## [Work to be completed]
Repeat exactly the lines of the entries below from the one with "breaks page-count alignment." through the one with "pub struct SplitContent", both ends included, and nothing else.

== Segment start ==

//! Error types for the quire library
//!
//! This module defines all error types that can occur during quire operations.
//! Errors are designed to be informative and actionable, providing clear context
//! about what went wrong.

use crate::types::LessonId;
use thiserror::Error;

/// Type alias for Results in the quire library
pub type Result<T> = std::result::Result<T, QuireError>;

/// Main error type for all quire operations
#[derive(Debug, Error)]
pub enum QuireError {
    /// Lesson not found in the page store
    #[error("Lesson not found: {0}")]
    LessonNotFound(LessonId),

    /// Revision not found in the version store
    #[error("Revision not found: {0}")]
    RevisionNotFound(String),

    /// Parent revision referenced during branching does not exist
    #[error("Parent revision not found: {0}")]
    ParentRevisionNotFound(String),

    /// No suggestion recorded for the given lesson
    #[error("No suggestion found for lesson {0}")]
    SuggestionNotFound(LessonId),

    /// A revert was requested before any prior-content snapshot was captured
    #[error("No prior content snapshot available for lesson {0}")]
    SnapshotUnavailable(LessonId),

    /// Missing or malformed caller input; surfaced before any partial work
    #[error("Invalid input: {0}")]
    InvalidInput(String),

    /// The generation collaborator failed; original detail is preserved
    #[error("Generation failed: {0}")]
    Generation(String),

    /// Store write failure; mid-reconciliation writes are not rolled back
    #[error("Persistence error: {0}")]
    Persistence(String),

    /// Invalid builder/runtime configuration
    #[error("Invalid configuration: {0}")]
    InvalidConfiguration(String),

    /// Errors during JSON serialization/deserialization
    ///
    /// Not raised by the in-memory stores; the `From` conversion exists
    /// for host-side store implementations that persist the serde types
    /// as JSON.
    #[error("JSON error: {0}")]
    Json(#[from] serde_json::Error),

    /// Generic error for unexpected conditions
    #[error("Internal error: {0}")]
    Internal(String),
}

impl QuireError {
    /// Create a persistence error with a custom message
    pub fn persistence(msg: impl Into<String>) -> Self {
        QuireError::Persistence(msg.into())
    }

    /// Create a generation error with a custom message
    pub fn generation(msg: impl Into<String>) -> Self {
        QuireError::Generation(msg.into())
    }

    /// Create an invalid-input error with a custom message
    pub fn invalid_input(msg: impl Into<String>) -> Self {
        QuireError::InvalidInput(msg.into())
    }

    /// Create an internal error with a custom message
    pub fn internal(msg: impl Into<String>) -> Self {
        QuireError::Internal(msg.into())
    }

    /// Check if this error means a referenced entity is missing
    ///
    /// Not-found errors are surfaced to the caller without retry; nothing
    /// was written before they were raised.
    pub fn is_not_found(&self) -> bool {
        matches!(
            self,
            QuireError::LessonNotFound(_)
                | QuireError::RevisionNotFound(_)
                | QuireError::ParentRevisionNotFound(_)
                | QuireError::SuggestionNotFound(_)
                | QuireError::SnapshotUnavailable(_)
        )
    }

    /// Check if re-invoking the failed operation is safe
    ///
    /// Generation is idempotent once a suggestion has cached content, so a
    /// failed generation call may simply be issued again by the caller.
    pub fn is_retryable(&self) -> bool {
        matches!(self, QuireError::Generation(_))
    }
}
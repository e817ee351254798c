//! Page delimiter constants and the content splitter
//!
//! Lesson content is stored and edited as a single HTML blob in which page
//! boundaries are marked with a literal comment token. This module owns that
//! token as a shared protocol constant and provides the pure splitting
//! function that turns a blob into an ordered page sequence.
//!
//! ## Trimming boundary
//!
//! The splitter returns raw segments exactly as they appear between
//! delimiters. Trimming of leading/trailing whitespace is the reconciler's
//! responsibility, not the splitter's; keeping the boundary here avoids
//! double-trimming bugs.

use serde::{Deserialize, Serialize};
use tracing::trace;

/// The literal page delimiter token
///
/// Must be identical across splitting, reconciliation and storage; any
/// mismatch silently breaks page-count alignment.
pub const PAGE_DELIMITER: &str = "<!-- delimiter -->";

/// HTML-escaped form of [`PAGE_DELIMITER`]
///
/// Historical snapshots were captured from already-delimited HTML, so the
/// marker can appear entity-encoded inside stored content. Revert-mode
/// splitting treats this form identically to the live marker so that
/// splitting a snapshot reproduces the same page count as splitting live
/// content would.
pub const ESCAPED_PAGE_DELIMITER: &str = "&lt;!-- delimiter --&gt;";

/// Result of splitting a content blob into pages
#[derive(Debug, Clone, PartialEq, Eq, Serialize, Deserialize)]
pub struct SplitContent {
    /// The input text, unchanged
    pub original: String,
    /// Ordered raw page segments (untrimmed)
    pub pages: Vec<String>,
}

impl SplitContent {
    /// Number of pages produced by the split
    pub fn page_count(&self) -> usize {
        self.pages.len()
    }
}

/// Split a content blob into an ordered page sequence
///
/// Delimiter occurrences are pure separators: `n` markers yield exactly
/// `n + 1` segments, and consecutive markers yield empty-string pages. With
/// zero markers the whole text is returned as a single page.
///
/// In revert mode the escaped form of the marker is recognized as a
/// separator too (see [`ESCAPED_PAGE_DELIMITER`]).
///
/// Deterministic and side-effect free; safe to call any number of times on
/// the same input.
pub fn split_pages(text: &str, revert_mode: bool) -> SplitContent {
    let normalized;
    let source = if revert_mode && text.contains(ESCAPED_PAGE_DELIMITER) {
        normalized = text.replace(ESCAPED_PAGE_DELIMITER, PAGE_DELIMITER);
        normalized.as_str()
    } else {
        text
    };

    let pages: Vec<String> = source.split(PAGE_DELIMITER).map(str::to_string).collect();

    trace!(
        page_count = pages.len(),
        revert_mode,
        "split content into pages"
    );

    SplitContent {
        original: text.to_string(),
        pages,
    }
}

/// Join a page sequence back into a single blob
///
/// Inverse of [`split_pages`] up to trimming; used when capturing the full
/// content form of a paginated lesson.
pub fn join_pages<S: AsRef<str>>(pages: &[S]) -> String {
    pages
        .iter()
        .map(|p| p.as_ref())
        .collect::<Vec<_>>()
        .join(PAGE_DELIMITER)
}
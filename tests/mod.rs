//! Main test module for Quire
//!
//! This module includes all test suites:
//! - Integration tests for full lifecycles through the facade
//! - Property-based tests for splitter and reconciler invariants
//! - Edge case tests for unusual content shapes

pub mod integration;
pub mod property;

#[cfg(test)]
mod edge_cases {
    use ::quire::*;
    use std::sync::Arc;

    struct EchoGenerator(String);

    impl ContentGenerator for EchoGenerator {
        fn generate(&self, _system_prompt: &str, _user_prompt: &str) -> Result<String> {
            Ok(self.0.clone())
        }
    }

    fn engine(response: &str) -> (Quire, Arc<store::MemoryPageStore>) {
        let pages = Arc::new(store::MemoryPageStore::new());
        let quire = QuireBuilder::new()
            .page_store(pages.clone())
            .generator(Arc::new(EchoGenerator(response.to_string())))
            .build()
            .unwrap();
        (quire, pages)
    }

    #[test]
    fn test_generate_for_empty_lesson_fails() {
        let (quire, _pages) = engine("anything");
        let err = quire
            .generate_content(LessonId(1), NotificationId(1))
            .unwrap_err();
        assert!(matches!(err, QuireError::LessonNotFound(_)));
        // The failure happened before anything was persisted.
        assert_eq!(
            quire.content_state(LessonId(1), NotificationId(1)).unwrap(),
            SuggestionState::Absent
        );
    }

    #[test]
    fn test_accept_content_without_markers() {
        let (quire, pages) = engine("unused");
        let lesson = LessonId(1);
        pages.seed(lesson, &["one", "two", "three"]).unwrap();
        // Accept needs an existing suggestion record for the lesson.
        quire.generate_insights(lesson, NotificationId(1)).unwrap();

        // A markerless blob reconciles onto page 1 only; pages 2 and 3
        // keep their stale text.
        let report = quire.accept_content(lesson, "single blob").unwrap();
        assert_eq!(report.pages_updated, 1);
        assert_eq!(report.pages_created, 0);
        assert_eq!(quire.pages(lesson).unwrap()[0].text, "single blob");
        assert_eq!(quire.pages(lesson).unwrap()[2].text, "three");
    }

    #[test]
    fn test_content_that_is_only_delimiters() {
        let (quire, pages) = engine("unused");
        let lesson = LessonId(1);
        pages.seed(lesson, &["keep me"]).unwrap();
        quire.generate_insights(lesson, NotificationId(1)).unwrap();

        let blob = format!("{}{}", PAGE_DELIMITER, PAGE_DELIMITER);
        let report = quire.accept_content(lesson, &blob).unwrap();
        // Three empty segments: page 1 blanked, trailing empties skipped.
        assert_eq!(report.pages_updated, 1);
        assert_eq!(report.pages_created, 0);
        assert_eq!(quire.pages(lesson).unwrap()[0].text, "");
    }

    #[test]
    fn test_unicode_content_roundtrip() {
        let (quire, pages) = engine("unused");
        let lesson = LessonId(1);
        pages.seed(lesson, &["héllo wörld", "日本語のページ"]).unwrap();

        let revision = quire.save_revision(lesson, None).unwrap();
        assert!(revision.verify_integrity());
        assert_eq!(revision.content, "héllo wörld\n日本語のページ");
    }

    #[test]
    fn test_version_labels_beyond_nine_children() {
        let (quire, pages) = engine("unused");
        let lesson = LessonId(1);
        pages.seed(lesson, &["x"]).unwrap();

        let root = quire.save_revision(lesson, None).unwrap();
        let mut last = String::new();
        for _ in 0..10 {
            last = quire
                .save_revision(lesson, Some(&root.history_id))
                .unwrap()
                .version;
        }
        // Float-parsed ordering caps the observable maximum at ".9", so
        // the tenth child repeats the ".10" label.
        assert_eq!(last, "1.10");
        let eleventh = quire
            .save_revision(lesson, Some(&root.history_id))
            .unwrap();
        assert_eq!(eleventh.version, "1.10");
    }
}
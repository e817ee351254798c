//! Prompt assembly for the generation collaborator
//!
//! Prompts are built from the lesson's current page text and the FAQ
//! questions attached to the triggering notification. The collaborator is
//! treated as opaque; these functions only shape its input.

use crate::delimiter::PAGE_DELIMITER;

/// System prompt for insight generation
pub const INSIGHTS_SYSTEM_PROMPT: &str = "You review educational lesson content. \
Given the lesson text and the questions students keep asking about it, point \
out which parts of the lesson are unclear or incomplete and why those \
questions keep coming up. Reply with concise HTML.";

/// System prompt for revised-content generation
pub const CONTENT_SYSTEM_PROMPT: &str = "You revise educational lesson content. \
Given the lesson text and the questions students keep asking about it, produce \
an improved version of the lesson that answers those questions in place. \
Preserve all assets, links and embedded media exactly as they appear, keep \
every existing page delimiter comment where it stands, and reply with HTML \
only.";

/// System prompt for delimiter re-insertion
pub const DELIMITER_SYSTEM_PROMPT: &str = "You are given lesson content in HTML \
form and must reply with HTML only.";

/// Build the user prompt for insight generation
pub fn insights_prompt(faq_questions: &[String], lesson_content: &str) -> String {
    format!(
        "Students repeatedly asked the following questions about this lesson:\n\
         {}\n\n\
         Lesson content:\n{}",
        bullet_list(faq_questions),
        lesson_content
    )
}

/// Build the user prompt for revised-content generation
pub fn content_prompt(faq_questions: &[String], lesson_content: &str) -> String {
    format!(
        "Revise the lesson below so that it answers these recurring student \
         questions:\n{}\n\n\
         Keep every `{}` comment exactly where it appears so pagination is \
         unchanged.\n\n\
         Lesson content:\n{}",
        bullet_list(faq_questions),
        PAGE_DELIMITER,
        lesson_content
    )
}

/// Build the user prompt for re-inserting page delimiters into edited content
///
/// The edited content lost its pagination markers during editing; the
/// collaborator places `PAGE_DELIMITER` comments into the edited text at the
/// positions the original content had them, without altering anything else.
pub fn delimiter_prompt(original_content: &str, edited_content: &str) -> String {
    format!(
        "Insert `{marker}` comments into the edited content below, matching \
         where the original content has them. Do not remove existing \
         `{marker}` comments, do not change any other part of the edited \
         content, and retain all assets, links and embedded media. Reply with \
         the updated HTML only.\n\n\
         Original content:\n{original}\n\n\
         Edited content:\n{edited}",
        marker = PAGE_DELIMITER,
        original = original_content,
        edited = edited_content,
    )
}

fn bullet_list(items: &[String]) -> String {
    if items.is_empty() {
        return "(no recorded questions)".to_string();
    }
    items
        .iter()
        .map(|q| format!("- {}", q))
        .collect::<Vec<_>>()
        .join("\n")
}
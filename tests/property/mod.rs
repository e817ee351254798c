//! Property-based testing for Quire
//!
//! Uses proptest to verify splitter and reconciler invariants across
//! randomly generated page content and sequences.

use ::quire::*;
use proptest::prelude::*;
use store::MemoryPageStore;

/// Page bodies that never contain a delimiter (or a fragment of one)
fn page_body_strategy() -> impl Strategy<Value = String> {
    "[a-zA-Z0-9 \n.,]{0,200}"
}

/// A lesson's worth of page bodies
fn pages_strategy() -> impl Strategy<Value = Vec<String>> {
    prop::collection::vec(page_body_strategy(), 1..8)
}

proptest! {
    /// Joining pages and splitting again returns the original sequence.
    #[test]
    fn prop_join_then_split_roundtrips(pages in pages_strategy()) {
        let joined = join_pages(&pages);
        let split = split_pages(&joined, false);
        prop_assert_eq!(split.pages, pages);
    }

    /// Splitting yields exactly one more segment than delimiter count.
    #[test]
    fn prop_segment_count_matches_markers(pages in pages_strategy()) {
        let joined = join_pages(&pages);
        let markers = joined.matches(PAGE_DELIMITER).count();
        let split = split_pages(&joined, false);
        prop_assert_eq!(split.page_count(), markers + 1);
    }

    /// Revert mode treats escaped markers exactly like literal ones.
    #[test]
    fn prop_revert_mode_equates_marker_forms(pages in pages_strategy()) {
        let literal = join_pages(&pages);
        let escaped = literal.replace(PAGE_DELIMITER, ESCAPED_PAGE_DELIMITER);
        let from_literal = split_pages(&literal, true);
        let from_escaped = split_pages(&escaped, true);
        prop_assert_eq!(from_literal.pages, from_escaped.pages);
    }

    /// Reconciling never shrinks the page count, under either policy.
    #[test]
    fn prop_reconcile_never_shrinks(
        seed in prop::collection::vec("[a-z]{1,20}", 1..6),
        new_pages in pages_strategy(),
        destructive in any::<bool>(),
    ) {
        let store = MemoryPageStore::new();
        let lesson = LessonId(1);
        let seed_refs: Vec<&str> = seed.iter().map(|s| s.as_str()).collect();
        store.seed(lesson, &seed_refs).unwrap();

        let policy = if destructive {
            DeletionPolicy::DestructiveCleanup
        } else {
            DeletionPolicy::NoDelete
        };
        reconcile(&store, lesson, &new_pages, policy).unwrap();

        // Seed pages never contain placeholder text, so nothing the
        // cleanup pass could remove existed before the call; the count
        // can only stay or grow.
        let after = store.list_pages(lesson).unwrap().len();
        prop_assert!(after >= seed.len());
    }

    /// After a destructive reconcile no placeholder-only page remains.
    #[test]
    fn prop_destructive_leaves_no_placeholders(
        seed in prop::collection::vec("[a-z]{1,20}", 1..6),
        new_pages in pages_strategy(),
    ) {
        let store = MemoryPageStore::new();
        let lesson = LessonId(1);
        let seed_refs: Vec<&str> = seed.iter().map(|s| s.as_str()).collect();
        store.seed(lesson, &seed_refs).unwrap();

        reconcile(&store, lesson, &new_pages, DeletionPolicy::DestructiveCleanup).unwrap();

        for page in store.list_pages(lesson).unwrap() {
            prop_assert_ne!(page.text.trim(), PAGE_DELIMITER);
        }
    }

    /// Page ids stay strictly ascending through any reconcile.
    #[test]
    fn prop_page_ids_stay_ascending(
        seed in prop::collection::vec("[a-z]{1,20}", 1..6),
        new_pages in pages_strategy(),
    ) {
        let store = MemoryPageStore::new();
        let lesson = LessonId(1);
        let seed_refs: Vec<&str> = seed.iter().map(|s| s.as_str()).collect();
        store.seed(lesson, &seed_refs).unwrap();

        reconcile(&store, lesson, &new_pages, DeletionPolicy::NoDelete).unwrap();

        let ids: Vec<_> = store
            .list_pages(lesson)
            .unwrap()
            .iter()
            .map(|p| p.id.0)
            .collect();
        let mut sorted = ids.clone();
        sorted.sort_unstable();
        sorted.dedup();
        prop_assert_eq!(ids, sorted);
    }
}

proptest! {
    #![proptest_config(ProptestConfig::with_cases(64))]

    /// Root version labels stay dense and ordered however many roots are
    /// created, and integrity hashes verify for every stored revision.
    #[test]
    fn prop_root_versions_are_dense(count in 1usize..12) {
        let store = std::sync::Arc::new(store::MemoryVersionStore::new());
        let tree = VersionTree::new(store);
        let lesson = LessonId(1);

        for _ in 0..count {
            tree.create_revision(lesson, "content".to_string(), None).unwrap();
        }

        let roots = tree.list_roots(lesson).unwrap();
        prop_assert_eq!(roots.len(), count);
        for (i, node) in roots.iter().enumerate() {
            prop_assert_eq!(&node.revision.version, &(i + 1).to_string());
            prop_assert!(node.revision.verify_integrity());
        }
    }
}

== Segment end ==

## [Written response]
/// mismatch silently breaks page-count alignment.
pub const PAGE_DELIMITER: &str = "<!-- delimiter -->";

/// HTML-escaped form of [`PAGE_DELIMITER`]
///
/// Historical snapshots were captured from already-delimited HTML, so the
/// marker can appear entity-encoded inside stored content. Revert-mode
/// splitting treats this form identically to the live marker so that
/// splitting a snapshot reproduces the same page count as splitting live
/// content would.
pub const ESCAPED_PAGE_DELIMITER: &str = "&lt;!-- delimiter --&gt;";

/// Result of splitting a content blob into pages
#[derive(Debug, Clone, PartialEq, Eq, Serialize, Deserialize)]
pub struct SplitContent {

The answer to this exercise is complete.